MotoGP, Luca Marini olha além: “Terei que deixar a equipe VR46”

Luca Marini conquistou o quarto pódio de MotoGP na corrida Sprint na Tailândia, depois do segundo lugar no Texas, terceiro e segundo lugar no sábado na Argentina e na Indonésia. Falta apenas a vitória ao irmão de Valentino Rossi, que corre a sua terceira temporada na categoria rainha com a marca VR46 e uma Ducati Desmosedici à sua disposição. Os resultados começam a chegar e entre os objetivos futuros está uma equipe de fábrica…

Mais um pódio para Marini

Luca Marini renovou com a equipe VR46 também para 2024, neste período tentará agregar resultados importantes ao seu currículo. Em menos de um ano haverá uma campanha frenética de piloto no MotoGP e ele gostaria de estar pronto para almejar uma equipa oficial. “Posso estar no melhor momento da minha carreira, mas não estou nem perto do limite que posso alcançar. Tenho que trabalhar bem com a equipe e em casa, para melhorar corrida após corrida. Tenho que aproveitar esse momento, porque estou com a Ducati, uma moto competitiva com a qual você pode vencer todas as corridas“.
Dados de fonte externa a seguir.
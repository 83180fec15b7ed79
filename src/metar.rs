/*
 *  metar.rs
 *
 *  ledmap - aviation weather on an LED matrix
 *  (c) 2020-26 Stuart Hunter
 *
 *  Chunked METAR feed requests with fixed backoff retry
 *
 *  This program is free software: you can redistribute it and/or modify
 *  it under the terms of the GNU General Public License as published by
 *  the Free Software Foundation, either version 3 of the License, or
 *  (at your option) any later version.
 *
 *  This program is distributed in the hope that it will be useful,
 *  but WITHOUT ANY WARRANTY; without even the implied warranty of
 *  MERCHANTABILITY or FITNESS FOR A PARTICULAR PURPOSE.  See the
 *  GNU General Public License for more details.
 *
 *  See <http://www.gnu.org/licenses/> to get a copy of the GNU General
 *  Public License.
 *
 */

use std::collections::{BTreeMap, HashSet, VecDeque};
use std::io::Read;
use std::sync::{Mutex, MutexGuard};
use std::time::Duration;

use chrono::Utc;
use flate2::read::GzDecoder;
use local_ip_address::local_ip;
use log::{debug, info, warn};
use quick_xml::Reader;
use quick_xml::escape::escape;
use quick_xml::events::Event;
use reqwest::{Client, header};
use thiserror::Error;

use crate::classify::{Airport, FlightCategory, MetarSnapshot};
use crate::config::FeedSettings;
use crate::constants::{MAX_STATIONS_PER_REQUEST, MISSING_WX, VERSION};
use crate::pacer::Sleeper;

#[derive(Debug, Error)]
pub enum FeedError {
    #[error("HTTP request failed: {0}")]
    Http(#[from] reqwest::Error),
    #[error("Feed returned HTTP status {0}")]
    Status(u16),
    #[error("Malformed feed response: {0}")]
    Malformed(String),
    #[error("XML parse error: {0}")]
    Xml(#[from] quick_xml::Error),
    #[error("Gave up after {attempts} attempts: {last}")]
    RetriesExhausted { attempts: u32, last: String },
}

/// Issues one feed request; the query carries `ids`, `format` and `hours`.
#[allow(async_fn_in_trait)]
pub trait FeedTransport {
    async fn fetch(&self, query: &[(&str, String)]) -> Result<String, FeedError>;
}

/// reqwest client against the METAR endpoint
pub struct HttpTransport {
    client: Client,
    url: String,
}

impl HttpTransport {
    pub fn new(settings: &FeedSettings) -> Result<Self, FeedError> {
        let mut headers = header::HeaderMap::new();
        headers.insert("User-Agent", header::HeaderValue::from_static(VERSION));
        headers.insert("Accept", header::HeaderValue::from_static("application/xml, text/xml"));
        headers.insert("Accept-Encoding", header::HeaderValue::from_static("gzip"));
        headers.insert("Connection", header::HeaderValue::from_static("close"));

        let client = Client::builder()
            .connect_timeout(Duration::from_secs(5))
            .default_headers(headers)
            .timeout(Duration::from_secs(settings.timeout_secs))
            .build()?;

        Ok(Self { client, url: settings.url.clone() })
    }
}

impl FeedTransport for HttpTransport {
    async fn fetch(&self, query: &[(&str, String)]) -> Result<String, FeedError> {
        let response = self.client.get(&self.url).query(query).send().await?;
        let status = response.status();
        if !status.is_success() {
            return Err(FeedError::Status(status.as_u16()));
        }
        let raw = response.bytes().await?;
        decode_body(&raw)
    }
}

const GZIP_MAGIC: [u8; 2] = [0x1f, 0x8b];

/// Response body as text; only gzip is requested so anything without the
/// gzip magic is taken as plain text.
pub fn decode_body(raw: &[u8]) -> Result<String, FeedError> {
    if !raw.starts_with(&GZIP_MAGIC) {
        return Ok(String::from_utf8_lossy(raw).into_owned());
    }
    let mut decoded = String::new();
    GzDecoder::new(raw)
        .read_to_string(&mut decoded)
        .map_err(|e| FeedError::Malformed(format!("gzip body: {}", e)))?;
    Ok(decoded)
}

/// How long to wait between failed attempts, and whether to ever stop
#[derive(Debug, Clone, Copy, PartialEq, Eq)]
pub struct RetryPolicy {
    pub backoff: Duration,
    /// None retries until the network comes back
    pub max_attempts: Option<u32>,
}

impl RetryPolicy {
    pub fn forever(backoff: Duration) -> Self {
        Self { backoff, max_attempts: None }
    }

    pub fn limited(backoff: Duration, max_attempts: u32) -> Self {
        Self { backoff, max_attempts: Some(max_attempts) }
    }

    fn exhausted(&self, attempts: u32) -> bool {
        self.max_attempts.is_some_and(|max| attempts >= max)
    }
}

/// Fetches current observations for any number of stations.
pub struct MetarFetcher<T: FeedTransport> {
    transport: T,
    chunk_size: usize,
    policy: RetryPolicy,
}

impl<T: FeedTransport> MetarFetcher<T> {
    pub fn new(transport: T, chunk_size: usize, policy: RetryPolicy) -> Self {
        let chunk_size = chunk_size.clamp(1, MAX_STATIONS_PER_REQUEST);
        Self { transport, chunk_size, policy }
    }

    pub fn from_settings(transport: T, settings: &FeedSettings) -> Self {
        let policy = RetryPolicy {
            backoff: Duration::from_secs(settings.retry_backoff_secs),
            max_attempts: settings.max_attempts,
        };
        Self::new(transport, settings.chunk_size, policy)
    }

    pub fn transport(&self) -> &T {
        &self.transport
    }

    /// Fetch every station, chunk by chunk. A chunk that fails is retried
    /// after the backoff until it succeeds (or the policy gives up).
    pub async fn fetch<S: Sleeper>(
        &self,
        codes: &[String],
        max_age_hours: f64,
        sleeper: &S,
    ) -> Result<MetarSnapshot, FeedError> {
        let mut seen = HashSet::new();
        let stations: Vec<&str> = codes
            .iter()
            .map(|c| c.trim())
            .filter(|c| !c.is_empty() && seen.insert(c.to_ascii_uppercase()))
            .collect();

        match local_ip() {
            Ok(ip) => info!("Loading METAR data for {} stations from {}", stations.len(), ip),
            Err(e) => warn!("Loading METAR data for {} stations, no local IP: {}", stations.len(), e),
        }

        let mut records = Vec::with_capacity(stations.len());
        for (index, chunk) in stations.chunks(self.chunk_size).enumerate() {
            records.extend(self.fetch_chunk(index, chunk, max_age_hours, sleeper).await?);
        }

        let snapshot = MetarSnapshot::from_records(records, Utc::now());
        info!("METAR data loaded: {} stations reporting", snapshot.len());
        Ok(snapshot)
    }

    async fn fetch_chunk<S: Sleeper>(
        &self,
        index: usize,
        chunk: &[&str],
        max_age_hours: f64,
        sleeper: &S,
    ) -> Result<Vec<Airport>, FeedError> {
        let query = [
            ("ids", chunk.join(",")),
            ("format", "xml".to_string()),
            ("hours", max_age_hours.to_string()),
        ];

        let mut attempts = 0u32;
        loop {
            attempts += 1;
            debug!("Chunk {} ({} stations), attempt {}", index, chunk.len(), attempts);

            let result = self
                .transport
                .fetch(&query)
                .await
                .and_then(|body| parse_records(extract_payload(&body)?));

            match result {
                Ok(records) => return Ok(records),
                Err(e) if self.policy.exhausted(attempts) => {
                    return Err(FeedError::RetriesExhausted { attempts, last: e.to_string() });
                }
                Err(e) => {
                    warn!("METAR feed not available ({}); retrying in {:?}", e, self.policy.backoff);
                    sleeper.sleep(self.policy.backoff).await;
                }
            }
        }
    }
}

/// Canned feed: queued replies first, then a well formed response echoing
/// every requested station. Used by tests and headless demos.
#[derive(Debug, Default)]
pub struct ScriptedTransport {
    replies: Mutex<VecDeque<Result<String, FeedError>>>,
    stations: BTreeMap<String, Airport>,
    requests: Mutex<Vec<Vec<String>>>,
}

impl ScriptedTransport {
    pub fn new() -> Self {
        Self::default()
    }

    /// Observation returned whenever this station is requested
    pub fn with_station(mut self, ap: Airport) -> Self {
        self.stations.insert(ap.station.clone(), ap);
        self
    }

    pub fn push_reply(&self, reply: Result<String, FeedError>) {
        lock(&self.replies).push_back(reply);
    }

    /// Station ids of every request, in order
    pub fn requests(&self) -> Vec<Vec<String>> {
        lock(&self.requests).clone()
    }
}

fn lock<T>(m: &Mutex<T>) -> MutexGuard<'_, T> {
    m.lock().unwrap_or_else(|p| p.into_inner())
}

impl FeedTransport for ScriptedTransport {
    async fn fetch(&self, query: &[(&str, String)]) -> Result<String, FeedError> {
        let ids: Vec<String> = query
            .iter()
            .find(|(k, _)| *k == "ids")
            .map(|(_, v)| v.split(',').map(str::to_string).collect())
            .unwrap_or_default();
        lock(&self.requests).push(ids.clone());

        if let Some(reply) = lock(&self.replies).pop_front() {
            return reply;
        }
        let records: Vec<Airport> = ids
            .iter()
            .map(|id| self.stations.get(id).cloned().unwrap_or_else(|| Airport::new(id)))
            .collect();
        Ok(render_response(&records))
    }
}

/// Feed style XML envelope around `records`
pub fn render_response(records: &[Airport]) -> String {
    let mut out = String::from(
        "<?xml version=\"1.0\" encoding=\"UTF-8\"?>\n<response version=\"1.3\">\n  <errors />\n",
    );
    out.push_str(&format!("  <data num_results=\"{}\">\n", records.len()));
    for ap in records {
        out.push_str("    <METAR>\n");
        out.push_str(&format!("      <station_id>{}</station_id>\n", escape(&ap.station)));
        if ap.lat != 0.0 || ap.lon != 0.0 {
            out.push_str(&format!("      <latitude>{}</latitude>\n", ap.lat));
            out.push_str(&format!("      <longitude>{}</longitude>\n", ap.lon));
        }
        if ap.wind_speed_kt > 0 {
            out.push_str(&format!("      <wind_speed_kt>{}</wind_speed_kt>\n", ap.wind_speed_kt));
        }
        if ap.wind_gust_kt > 0 {
            out.push_str(&format!("      <wind_gust_kt>{}</wind_gust_kt>\n", ap.wind_gust_kt));
        }
        if ap.wind_dir_deg > 0 {
            out.push_str(&format!("      <wind_dir_degrees>{}</wind_dir_degrees>\n", ap.wind_dir_deg));
        }
        if !ap.wx.is_empty() {
            out.push_str(&format!("      <wx_string>{}</wx_string>\n", escape(&ap.wx)));
        }
        if ap.category != FlightCategory::None {
            out.push_str(&format!("      <flight_category>{}</flight_category>\n", ap.category));
        }
        out.push_str("    </METAR>\n");
    }
    out.push_str("  </data>\n</response>\n");
    out
}

/// Contents of the `<data ...>` element, without the response envelope
pub fn extract_payload(body: &str) -> Result<&str, FeedError> {
    let start = body
        .find("<data>")
        .or_else(|| body.find("<data "))
        .ok_or_else(|| FeedError::Malformed("no <data> element".into()))?;
    let open_end = body[start..]
        .find('>')
        .map(|i| start + i)
        .ok_or_else(|| FeedError::Malformed("unterminated <data> tag".into()))?;

    if body[..open_end].ends_with('/') {
        return Ok("");
    }
    let close = body[open_end..]
        .find("</data>")
        .map(|i| open_end + i)
        .ok_or_else(|| FeedError::Malformed("truncated response, no </data>".into()))?;
    Ok(&body[open_end + 1..close])
}

fn number(text: &str) -> Option<f64> {
    text.trim().parse::<f64>().ok().filter(|v| v.is_finite())
}

fn knots(text: &str) -> u32 {
    number(text).filter(|v| *v >= 0.0).map(|v| v as u32).unwrap_or(0)
}

fn apply_field(ap: &mut Airport, field: &[u8], text: &str) {
    match field {
        b"station_id" => ap.station = text.trim().to_ascii_uppercase(),
        b"latitude" => ap.lat = number(text).unwrap_or(0.0),
        b"longitude" => ap.lon = number(text).unwrap_or(0.0),
        b"flight_category" => ap.category = text.parse().unwrap_or_default(),
        b"wind_speed_kt" => ap.wind_speed_kt = knots(text),
        b"wind_gust_kt" => ap.wind_gust_kt = knots(text),
        b"wind_dir_degrees" => ap.wind_dir_deg = knots(text),
        b"wx_string" => ap.wx = text.trim().to_string(),
        _ => {}
    }
}

/// METAR records from a run of `<METAR>` elements
///
/// Absent fields keep their sentinel. Records without a station id are
/// dropped; a record cut off by the end of input is an error.
pub fn parse_records(xml: &str) -> Result<Vec<Airport>, FeedError> {
    let mut reader = Reader::from_str(xml);
    reader.trim_text(true);

    let mut buf = Vec::new();
    let mut records = Vec::new();
    let mut current: Option<Airport> = None;
    let mut field: Option<Vec<u8>> = None;

    loop {
        match reader.read_event_into(&mut buf)? {
            Event::Start(e) => {
                let name = e.local_name();
                if name.as_ref() == b"METAR" {
                    current = Some(Airport { wx: MISSING_WX.to_string(), ..Default::default() });
                    field = None;
                } else if current.is_some() {
                    field = Some(name.as_ref().to_vec());
                }
            }
            Event::Text(t) => {
                if let (Some(ap), Some(f)) = (current.as_mut(), field.as_deref()) {
                    let text = t.unescape()?;
                    apply_field(ap, f, &text);
                }
            }
            Event::End(e) => {
                if e.local_name().as_ref() == b"METAR" {
                    match current.take() {
                        Some(ap) if !ap.station.is_empty() => records.push(ap),
                        Some(_) => debug!("METAR without station_id skipped"),
                        None => {}
                    }
                }
                field = None;
            }
            Event::Eof => break,
            _ => {}
        }
        buf.clear();
    }

    if current.is_some() {
        return Err(FeedError::Malformed("truncated METAR record".into()));
    }
    Ok(records)
}
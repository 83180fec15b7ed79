/*
 *  main.rs
 *
 *  ledmap - aviation weather on an LED matrix
 *  (c) 2020-26 Stuart Hunter
 *
 *  Startup: settings, logging, panel, then the region rotation
 *
 *  This program is free software: you can redistribute it and/or modify
 *  it under the terms of the GNU General Public License as published by
 *  the Free Software Foundation, either version 3 of the License, or
 *  (at your option) any later version.
 *
 *  This program is distributed in the hope that it will be useful,
 *  but WITHOUT ANY WARRANTY; without even the implied warranty of
 *  MERCHANTABILITY or FITNESS FOR A PARTICULAR PURPOSE.  See the
 *  GNU General Public License for more details.
 *
 *  See <http://www.gnu.org/licenses/> to get a copy of the GNU General
 *  Public License.
 *
 */

use anyhow::{Context, Result};
use env_logger::Env;
use log::{error, info, warn};
use local_ip_address::local_ip;

#[cfg(unix)]
use tokio::signal::unix::{SignalKind, signal};

use ledmap::config::{self, PanelKind, Settings};
use ledmap::display::drivers::memory::MemoryPanel;
use ledmap::display::{BrightnessSchedule, FrameCompositor, PanelDriver};
use ledmap::metar::{HttpTransport, MetarFetcher};
use ledmap::pacer::TokioSleeper;
use ledmap::region::MapData;
use ledmap::scheduler::AnimationScheduler;
use ledmap::transition::{NoTransition, TitleTransition, Transition};

include!(concat!(env!("OUT_DIR"), "/build_info.rs"));

/// Waits for SIGINT, SIGTERM or SIGHUP
#[cfg(unix)]
async fn signal_handler() -> Result<()> {
    let mut sigint = signal(SignalKind::interrupt())?;
    let mut sigterm = signal(SignalKind::terminate())?;
    let mut sighup = signal(SignalKind::hangup())?;

    tokio::select! {
        _ = sigint.recv() => {
            info!("SIGINT received. Initiating graceful shutdown.");
        }
        _ = sigterm.recv() => {
            info!("SIGTERM received. Initiating graceful shutdown.");
        }
        _ = sighup.recv() => {
            info!("SIGHUP received. Initiating graceful shutdown.");
        }
    }
    Ok(())
}

#[cfg(not(unix))]
async fn signal_handler() -> Result<()> {
    tokio::signal::ctrl_c().await?;
    info!("Ctrl-C received. Initiating graceful shutdown.");
    Ok(())
}

fn open_panel(settings: &Settings) -> Result<Box<dyn PanelDriver>> {
    let panel = &settings.panel;
    match panel.driver {
        PanelKind::Memory => {
            let mut memory = MemoryPanel::new(panel.width(), panel.height());
            if let Some(path) = panel.snapshot.as_ref() {
                info!("Writing frames to {}", path.display());
                memory = memory.with_snapshot(path);
            }
            Ok(Box::new(memory))
        }
        #[cfg(feature = "plugin-system")]
        PanelKind::Plugin => {
            use ledmap::display::plugin::{PluginLoader, PluginPanelAdapter};
            let plugin = PluginLoader::load(&panel.plugin)?;
            let adapter = PluginPanelAdapter::new(plugin, panel, settings.brightness.default_percent)?;
            info!("Panel driver {} v{}", adapter.plugin_name(), adapter.plugin_version());
            Ok(Box::new(adapter))
        }
        #[cfg(not(feature = "plugin-system"))]
        PanelKind::Plugin => anyhow::bail!("built without plugin-system, only the memory panel is available"),
    }
}

async fn run_map<X: Transition>(settings: &Settings, transition: X) -> Result<()> {
    let schedule = BrightnessSchedule::from_settings(&settings.brightness)?;
    let comp = FrameCompositor::new(open_panel(settings)?, schedule)?;

    let data = MapData::load(&settings.data).context("loading map data")?;
    let transport = HttpTransport::new(&settings.feed)?;
    let fetcher = MetarFetcher::from_settings(transport, &settings.feed);

    let mut scheduler = AnimationScheduler::new(comp, fetcher, transition, TokioSleeper, data, settings);
    scheduler.run().await?;
    Ok(())
}

async fn run(settings: Settings) -> Result<()> {
    let wants_transition = {
        let t = &settings.transition;
        t.clock || t.wipe || t.title
    };
    let map = async {
        if wants_transition {
            run_map(&settings, TitleTransition::new(&settings.transition)).await
        } else {
            run_map(&settings, NoTransition).await
        }
    };

    tokio::select! {
        result = map => {
            if let Err(e) = &result {
                error!("Map stopped: {:#}", e);
            }
            result
        }
        result = signal_handler() => {
            result
        }
    }
}

fn main() -> Result<()> {
    let (settings, cli) = config::load()?;

    let level = if cli.debug { "debug".to_string() } else { settings.log_level.clone().unwrap_or_else(|| "info".into()) };
    env_logger::Builder::from_env(Env::default().default_filter_or(level))
        .format_timestamp_secs()
        .init();

    info!("{} - aviation weather on an LED matrix", env!("CARGO_PKG_NAME"));
    info!("v.{} built {}", env!("CARGO_PKG_VERSION"), BUILD_DATE);
    match local_ip() {
        Ok(ip) => info!("Local address {}", ip),
        Err(e) => warn!("No local address: {}", e),
    }
    info!(
        "Panel {}x{} ({:?}), regions {}",
        settings.panel.width(), settings.panel.height(), settings.panel.driver, settings.regions.join(", ")
    );

    let runtime = tokio::runtime::Builder::new_current_thread()
        .enable_all()
        .build()?;
    runtime.block_on(run(settings))?;

    info!("Shutdown complete");
    Ok(())
}
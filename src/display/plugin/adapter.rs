/*
 *  display/plugin/adapter.rs
 *
 *  ledmap - aviation weather on an LED matrix
 *  (c) 2020-26 Stuart Hunter
 *
 *  PanelDriver over a loaded driver library
 *
 *  This program is free software: you can redistribute it and/or modify
 *  it under the terms of the GNU General Public License as published by
 *  the Free Software Foundation, either version 3 of the License, or
 *  (at your option) any later version.
 *
 *  This program is distributed in the hope that it will be useful,
 *  but WITHOUT ANY WARRANTY; without even the implied warranty of
 *  MERCHANTABILITY or FITNESS FOR A PARTICULAR PURPOSE.  See the
 *  GNU General Public License for more details.
 *
 *  See <http://www.gnu.org/licenses/> to get a copy of the GNU General
 *  Public License.
 *
 */

use std::panic::{self, AssertUnwindSafe};

use log::{debug, error};

use super::ffi::{LedMapError, LedMapErrorCode, LedMapPanelCapabilities, LedMapPanelConfig, LedMapPanelHandle};
use super::loader::LoadedPlugin;
use crate::config::PanelConfig;
use crate::display::error::DisplayError;
use crate::display::framebuffer::DisplayFrame;
use crate::display::traits::{PanelCapabilities, PanelDriver};

/// Bridges the C function table to [`PanelDriver`]. Every call is guarded
/// against panics unwinding out of the driver.
pub struct PluginPanelAdapter {
    plugin: LoadedPlugin,
    handle: *mut LedMapPanelHandle,
    capabilities: PanelCapabilities,
}

// SAFETY: the handle is only touched through the vtable and the adapter
// is owned by a single compositor.
unsafe impl Send for PluginPanelAdapter {}

impl PluginPanelAdapter {
    pub fn new(plugin: LoadedPlugin, config: &PanelConfig, brightness: u8) -> Result<Self, DisplayError> {
        let vtable = plugin.vtable();
        let ffi_config = LedMapPanelConfig::from_config(config, brightness);

        let mut handle: *mut LedMapPanelHandle = std::ptr::null_mut();
        let mut error = LedMapError::default();
        let (code, panicked) = catch_ffi_call(|| (vtable.create)(&ffi_config, &mut handle, &mut error));
        if let Some(e) = panicked {
            return Err(e.into());
        }
        if code != LedMapErrorCode::Success || handle.is_null() {
            return Err(error.into());
        }
        debug!("Created panel instance: {:p}", handle);

        let mut caps = LedMapPanelCapabilities::default();
        let (code, panicked) = catch_ffi_call(|| (vtable.capabilities)(handle, &mut caps, &mut error));
        if panicked.is_some() || code != LedMapErrorCode::Success {
            (vtable.destroy)(handle);
            return Err(panicked.unwrap_or(error).into());
        }

        let capabilities: PanelCapabilities = caps.into();
        if (capabilities.width, capabilities.height) != (config.width(), config.height()) {
            debug!(
                "Driver reports {}x{}, configured {}x{}",
                capabilities.width, capabilities.height, config.width(), config.height()
            );
        }

        Ok(Self { plugin, handle, capabilities })
    }

    pub fn plugin_name(&self) -> &str {
        &self.plugin.metadata().name
    }

    pub fn plugin_version(&self) -> &str {
        &self.plugin.metadata().version
    }

    fn call<F>(&mut self, f: F) -> Result<(), DisplayError>
    where
        F: FnOnce(*mut LedMapPanelHandle, &mut LedMapError) -> LedMapErrorCode,
    {
        let handle = self.handle;
        let mut error = LedMapError::default();
        let (code, panicked) = catch_ffi_call(|| f(handle, &mut error));
        if let Some(e) = panicked {
            return Err(e.into());
        }
        if code != LedMapErrorCode::Success {
            return Err(error.into());
        }
        Ok(())
    }
}

impl PanelDriver for PluginPanelAdapter {
    fn capabilities(&self) -> &PanelCapabilities {
        &self.capabilities
    }

    fn init(&mut self) -> Result<(), DisplayError> {
        let vtable = self.plugin.vtable();
        self.call(|h, e| (vtable.init)(h, e))
    }

    fn set_brightness(&mut self, percent: u8) -> Result<(), DisplayError> {
        if percent > 100 {
            return Err(DisplayError::InvalidBrightness(percent));
        }
        if !self.capabilities.supports_brightness {
            return Err(DisplayError::UnsupportedOperation);
        }
        let vtable = self.plugin.vtable();
        self.call(|h, e| (vtable.set_brightness)(h, percent, e))
    }

    fn show(&mut self, frame: &DisplayFrame) -> Result<(), DisplayError> {
        let expected = self.dimensions();
        let actual = frame.dimensions();
        if expected != actual {
            return Err(DisplayError::FrameSizeMismatch { expected, actual });
        }
        let rgb = frame.to_rgb_bytes();
        let vtable = self.plugin.vtable();
        self.call(|h, e| (vtable.show)(h, rgb.as_ptr(), rgb.len(), actual.0, actual.1, e))
    }

    fn clear(&mut self) -> Result<(), DisplayError> {
        let vtable = self.plugin.vtable();
        self.call(|h, e| (vtable.clear)(h, e))
    }
}

impl Drop for PluginPanelAdapter {
    fn drop(&mut self) {
        if !self.handle.is_null() {
            debug!("Destroying panel instance: {:p}", self.handle);
            (self.plugin.vtable().destroy)(self.handle);
            self.handle = std::ptr::null_mut();
        }
    }
}

/// Run a driver call, turning a panic into `ErrorPanic` rather than
/// letting it unwind across the C boundary.
fn catch_ffi_call<F>(f: F) -> (LedMapErrorCode, Option<LedMapError>)
where
    F: FnOnce() -> LedMapErrorCode,
{
    match panic::catch_unwind(AssertUnwindSafe(f)) {
        Ok(code) => (code, None),
        Err(payload) => {
            let message = if let Some(s) = payload.downcast_ref::<&str>() {
                format!("Driver panic: {}", s)
            } else if let Some(s) = payload.downcast_ref::<String>() {
                format!("Driver panic: {}", s)
            } else {
                "Driver panic: unknown".to_string()
            };
            error!("Caught panic in panel driver call: {}", message);
            (LedMapErrorCode::ErrorPanic, Some(LedMapError::new(LedMapErrorCode::ErrorPanic, &message)))
        }
    }
}

#[cfg(test)]
mod tests {
    use super::*;

    #[test]
    fn test_catch_ffi_call_success() {
        let (code, panicked) = catch_ffi_call(|| LedMapErrorCode::Success);
        assert_eq!(code, LedMapErrorCode::Success);
        assert!(panicked.is_none());
    }

    #[test]
    fn test_catch_ffi_call_panic() {
        let (code, panicked) = catch_ffi_call(|| panic!("matrix gone"));
        assert_eq!(code, LedMapErrorCode::ErrorPanic);
        let err = panicked.unwrap();
        assert!(err.message_str().contains("matrix gone"));
        let display: DisplayError = err.into();
        assert!(matches!(display, DisplayError::Other(_)));
    }
}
É difícil dizer até onde poderá chegar o irmão de Valentino Rossi, que cresceu sob a tutela da lenda e à sombra da Fazenda Tavullia. Ele sonha em conquistar o título de MotoGP, não poderia ser de outra forma. Mas você também precisa de uma moto oficial feita sob medida. “O próximo passo – diz #10 para ‘AS’ – é vencer uma corrida e depois juntar-me a uma equipa de fábrica, para desenvolver uma boa moto que seja perfeita para o meu estilo de pilotagem. Claro que me sinto muito confortável com a Ducati“. A Desmosedici beira a perfeição, embora deva adicionar alguma velocidade em linha reta. E, porque não, um dia chegar aos 400 km/h. “A Ducati pode fazer isso. Tem excelente potência e aerodinâmica e os engenheiros da Ducati têm sempre algo a mais“.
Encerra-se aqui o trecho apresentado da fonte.